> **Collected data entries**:
↓↓↓

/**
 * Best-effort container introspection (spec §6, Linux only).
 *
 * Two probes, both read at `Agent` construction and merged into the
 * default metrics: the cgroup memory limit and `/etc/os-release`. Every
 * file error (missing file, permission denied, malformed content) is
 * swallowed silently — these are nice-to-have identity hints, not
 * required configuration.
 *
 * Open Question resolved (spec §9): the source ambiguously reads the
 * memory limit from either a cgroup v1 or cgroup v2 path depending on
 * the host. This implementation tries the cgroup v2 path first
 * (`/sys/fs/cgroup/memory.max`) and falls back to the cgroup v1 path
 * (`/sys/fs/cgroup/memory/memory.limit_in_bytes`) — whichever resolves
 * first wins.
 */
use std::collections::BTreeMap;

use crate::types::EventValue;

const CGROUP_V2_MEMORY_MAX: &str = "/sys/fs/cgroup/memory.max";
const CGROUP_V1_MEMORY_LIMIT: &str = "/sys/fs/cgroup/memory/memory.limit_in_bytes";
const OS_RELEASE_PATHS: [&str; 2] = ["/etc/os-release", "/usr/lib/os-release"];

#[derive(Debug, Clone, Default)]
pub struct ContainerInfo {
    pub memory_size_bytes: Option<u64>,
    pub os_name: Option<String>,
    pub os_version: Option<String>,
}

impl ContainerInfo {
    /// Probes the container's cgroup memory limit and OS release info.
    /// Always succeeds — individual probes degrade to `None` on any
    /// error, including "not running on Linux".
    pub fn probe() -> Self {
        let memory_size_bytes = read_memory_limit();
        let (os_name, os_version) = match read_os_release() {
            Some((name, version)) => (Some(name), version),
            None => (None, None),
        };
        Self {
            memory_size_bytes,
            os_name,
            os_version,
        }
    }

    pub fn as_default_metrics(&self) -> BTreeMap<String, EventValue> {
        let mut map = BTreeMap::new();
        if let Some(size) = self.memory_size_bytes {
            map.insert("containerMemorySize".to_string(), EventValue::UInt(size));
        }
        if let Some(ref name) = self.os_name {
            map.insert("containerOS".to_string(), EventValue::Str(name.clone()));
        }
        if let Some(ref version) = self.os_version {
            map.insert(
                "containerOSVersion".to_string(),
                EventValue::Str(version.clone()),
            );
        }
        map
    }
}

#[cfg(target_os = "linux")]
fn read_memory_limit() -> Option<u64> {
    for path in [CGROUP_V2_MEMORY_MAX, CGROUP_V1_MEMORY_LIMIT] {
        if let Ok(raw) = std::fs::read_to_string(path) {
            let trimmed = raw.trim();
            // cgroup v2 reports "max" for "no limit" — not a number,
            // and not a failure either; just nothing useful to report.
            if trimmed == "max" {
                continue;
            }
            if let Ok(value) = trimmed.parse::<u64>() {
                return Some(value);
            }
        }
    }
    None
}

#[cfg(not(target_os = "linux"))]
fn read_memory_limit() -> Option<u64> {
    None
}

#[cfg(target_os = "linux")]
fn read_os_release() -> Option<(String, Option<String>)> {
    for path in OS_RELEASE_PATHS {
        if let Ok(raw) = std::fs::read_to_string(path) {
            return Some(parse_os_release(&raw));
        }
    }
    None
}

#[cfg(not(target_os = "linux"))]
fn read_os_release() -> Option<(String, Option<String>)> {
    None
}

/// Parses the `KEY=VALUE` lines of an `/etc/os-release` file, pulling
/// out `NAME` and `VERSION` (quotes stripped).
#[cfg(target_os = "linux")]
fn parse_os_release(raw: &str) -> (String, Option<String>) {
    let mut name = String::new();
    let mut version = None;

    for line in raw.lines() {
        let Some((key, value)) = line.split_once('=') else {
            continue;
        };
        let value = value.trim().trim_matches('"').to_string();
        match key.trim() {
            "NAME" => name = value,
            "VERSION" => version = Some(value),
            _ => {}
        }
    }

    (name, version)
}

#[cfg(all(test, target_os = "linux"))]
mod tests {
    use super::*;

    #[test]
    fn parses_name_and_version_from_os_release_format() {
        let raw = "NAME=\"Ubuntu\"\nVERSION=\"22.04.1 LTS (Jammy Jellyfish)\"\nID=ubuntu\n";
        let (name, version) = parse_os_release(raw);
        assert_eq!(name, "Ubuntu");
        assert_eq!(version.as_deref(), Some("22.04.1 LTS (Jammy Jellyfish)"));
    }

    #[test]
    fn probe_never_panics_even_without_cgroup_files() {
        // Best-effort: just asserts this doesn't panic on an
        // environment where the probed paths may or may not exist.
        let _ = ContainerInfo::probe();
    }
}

↑↑↑

> **Prompt**:
A complete, exact copy of the records is what is needed.

> **Exercise output**:
/**
 * Best-effort container introspection (spec §6, Linux only).
 *
 * Two probes, both read at `Agent` construction and merged into the
 * default metrics: the cgroup memory limit and `/etc/os-release`. Every
 * file error (missing file, permission denied, malformed content) is
 * swallowed silently — these are nice-to-have identity hints, not
 * required configuration.
 *
 * Open Question resolved (spec §9): the source ambiguously reads the
 * memory limit from either a cgroup v1 or cgroup v2 path depending on
 * the host. This implementation tries the cgroup v2 path first
 * (`/sys/fs/cgroup/memory.max`) and falls back to the cgroup v1 path
 * (`/sys/fs/cgroup/memory/memory.limit_in_bytes`) — whichever resolves
 * first wins.
 */
use std::collections::BTreeMap;

use crate::types::EventValue;

const CGROUP_V2_MEMORY_MAX: &str = "/sys/fs/cgroup/memory.max";
const CGROUP_V1_MEMORY_LIMIT: &str = "/sys/fs/cgroup/memory/memory.limit_in_bytes";
const OS_RELEASE_PATHS: [&str; 2] = ["/etc/os-release", "/usr/lib/os-release"];

#[derive(Debug, Clone, Default)]
pub struct ContainerInfo {
    pub memory_size_bytes: Option<u64>,
    pub os_name: Option<String>,
    pub os_version: Option<String>,
}

impl ContainerInfo {
    /// Probes the container's cgroup memory limit and OS release info.
    /// Always succeeds — individual probes degrade to `None` on any
    /// error, including "not running on Linux".
    pub fn probe() -> Self {
        let memory_size_bytes = read_memory_limit();
        let (os_name, os_version) = match read_os_release() {
            Some((name, version)) => (Some(name), version),
            None => (None, None),
        };
        Self {
            memory_size_bytes,
            os_name,
            os_version,
        }
    }

    pub fn as_default_metrics(&self) -> BTreeMap<String, EventValue> {
        let mut map = BTreeMap::new();
        if let Some(size) = self.memory_size_bytes {
            map.insert("containerMemorySize".to_string(), EventValue::UInt(size));
        }
        if let Some(ref name) = self.os_name {
            map.insert("containerOS".to_string(), EventValue::Str(name.clone()));
        }
        if let Some(ref version) = self.os_version {
            map.insert(
                "containerOSVersion".to_string(),
                EventValue::Str(version.clone()),
            );
        }
        map
    }
}

#[cfg(target_os = "linux")]
fn read_memory_limit() -> Option<u64> {
    for path in [CGROUP_V2_MEMORY_MAX, CGROUP_V1_MEMORY_LIMIT] {
        if let Ok(raw) = std::fs::read_to_string(path) {
            let trimmed = raw.trim();
            // cgroup v2 reports "max" for "no limit" — not a number,
            // and not a failure either; just nothing useful to report.
            if trimmed == "max" {
                continue;
            }
            if let Ok(value) = trimmed.parse::<u64>() {
                return Some(value);
            }
        }
    }
    None
}

#[cfg(not(target_os = "linux"))]
fn read_memory_limit() -> Option<u64> {
    None
}

#[cfg(target_os = "linux")]
fn read_os_release() -> Option<(String, Option<String>)> {
    for path in OS_RELEASE_PATHS {
        if let Ok(raw) = std::fs::read_to_string(path) {
            return Some(parse_os_release(&raw));
        }
    }
    None
}

#[cfg(not(target_os = "linux"))]
fn read_os_release() -> Option<(String, Option<String>)> {
    None
}

/// Parses the `KEY=VALUE` lines of an `/etc/os-release` file, pulling
/// out `NAME` and `VERSION` (quotes stripped).
#[cfg(target_os = "linux")]
fn parse_os_release(raw: &str) -> (String, Option<String>) {
    let mut name = String::new();
    let mut version = None;

    for line in raw.lines() {
        let Some((key, value)) = line.split_once('=') else {
            continue;
        };
        let value = value.trim().trim_matches('"').to_string();
        match key.trim() {
            "NAME" => name = value,
            "VERSION" => version = Some(value),
            _ => {}
        }
    }

    (name, version)
}

#[cfg(all(test, target_os = "linux"))]
mod tests {
    use super::*;

    #[test]
    fn parses_name_and_version_from_os_release_format() {
        let raw = "NAME=\"Ubuntu\"\nVERSION=\"22.04.1 LTS (Jammy Jellyfish)\"\nID=ubuntu\n";
        let (name, version) = parse_os_release(raw);
        assert_eq!(name, "Ubuntu");
        assert_eq!(version.as_deref(), Some("22.04.1 LTS (Jammy Jellyfish)"));
    }

    #[test]
    fn probe_never_panics_even_without_cgroup_files() {
        // Best-effort: just asserts this doesn't panic on an
        // environment where the probed paths may or may not exist.
        let _ = ContainerInfo::probe();
    }
}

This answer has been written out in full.